(Instructions to follow)
Write out exactly the lines from the one containing "pub use argocd::argocd_blueprints;" through the last line of the records below, and no others.

Stored records
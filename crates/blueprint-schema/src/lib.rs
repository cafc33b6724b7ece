//! Blueprint schema definitions for the ArgoCD catalog integration.
//!
//! This crate loads blueprint documents, checks them for integrity, and
//! orders them for registration with a catalog backend.

pub mod argocd;
pub mod entity;
pub mod loader;
pub mod model;
pub mod ordering;
pub mod schema;
pub mod validation;

pub use argocd::argocd_blueprints;
pub use entity::{validate_entity, Entity, EntityError, EntityViolation, EntityViolationKind};
pub use loader::{load, load_file, load_with_format, to_json, DocumentFormat, LoadError};
pub use model::{
    Blueprint, BlueprintSchema, ItemsDefinition, Property, PropertyFormat, PropertyType, Relation,
};
pub use ordering::{resolve_order, DeferredRelation, RegistrationPlan};
pub use validation::{
    validate, validate_with, SchemaIntegrityError, ValidationReport, Violation, ViolationKind,
};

(Output for this task)
pub use argocd::argocd_blueprints;
pub use entity::{validate_entity, Entity, EntityError, EntityViolation, EntityViolationKind};
pub use loader::{load, load_file, load_with_format, to_json, DocumentFormat, LoadError};
pub use model::{
    Blueprint, BlueprintSchema, ItemsDefinition, Property, PropertyFormat, PropertyType, Relation,
};
pub use ordering::{resolve_order, DeferredRelation, RegistrationPlan};
pub use validation::{
    validate, validate_with, SchemaIntegrityError, ValidationReport, Violation, ViolationKind,
};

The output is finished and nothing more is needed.